* **Work to complete**:
From the records that follow, copy every line in which "error" appears.

━━ Extracted material

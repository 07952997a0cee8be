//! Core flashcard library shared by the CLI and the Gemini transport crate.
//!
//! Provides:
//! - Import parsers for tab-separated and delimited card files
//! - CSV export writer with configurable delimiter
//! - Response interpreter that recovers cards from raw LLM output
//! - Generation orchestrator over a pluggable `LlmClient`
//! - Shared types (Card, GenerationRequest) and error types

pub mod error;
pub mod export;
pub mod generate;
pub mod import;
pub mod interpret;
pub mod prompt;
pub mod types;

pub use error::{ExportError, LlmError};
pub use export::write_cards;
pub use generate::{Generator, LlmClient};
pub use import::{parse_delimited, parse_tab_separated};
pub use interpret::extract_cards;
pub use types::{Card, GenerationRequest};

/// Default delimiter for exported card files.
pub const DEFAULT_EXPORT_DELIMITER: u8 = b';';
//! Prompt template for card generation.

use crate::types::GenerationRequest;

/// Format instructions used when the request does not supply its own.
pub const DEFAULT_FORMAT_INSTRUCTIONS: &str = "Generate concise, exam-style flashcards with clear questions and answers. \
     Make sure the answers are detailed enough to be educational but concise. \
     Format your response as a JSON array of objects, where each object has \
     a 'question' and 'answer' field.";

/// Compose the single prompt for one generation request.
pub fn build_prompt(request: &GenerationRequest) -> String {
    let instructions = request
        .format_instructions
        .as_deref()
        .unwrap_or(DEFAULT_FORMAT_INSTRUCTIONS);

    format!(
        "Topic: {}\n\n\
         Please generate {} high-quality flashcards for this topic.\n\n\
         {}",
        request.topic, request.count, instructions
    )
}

━━━━

* **Written answer**:
//! - Shared types (Card, GenerationRequest) and error types
pub mod error;
pub use error::{ExportError, LlmError};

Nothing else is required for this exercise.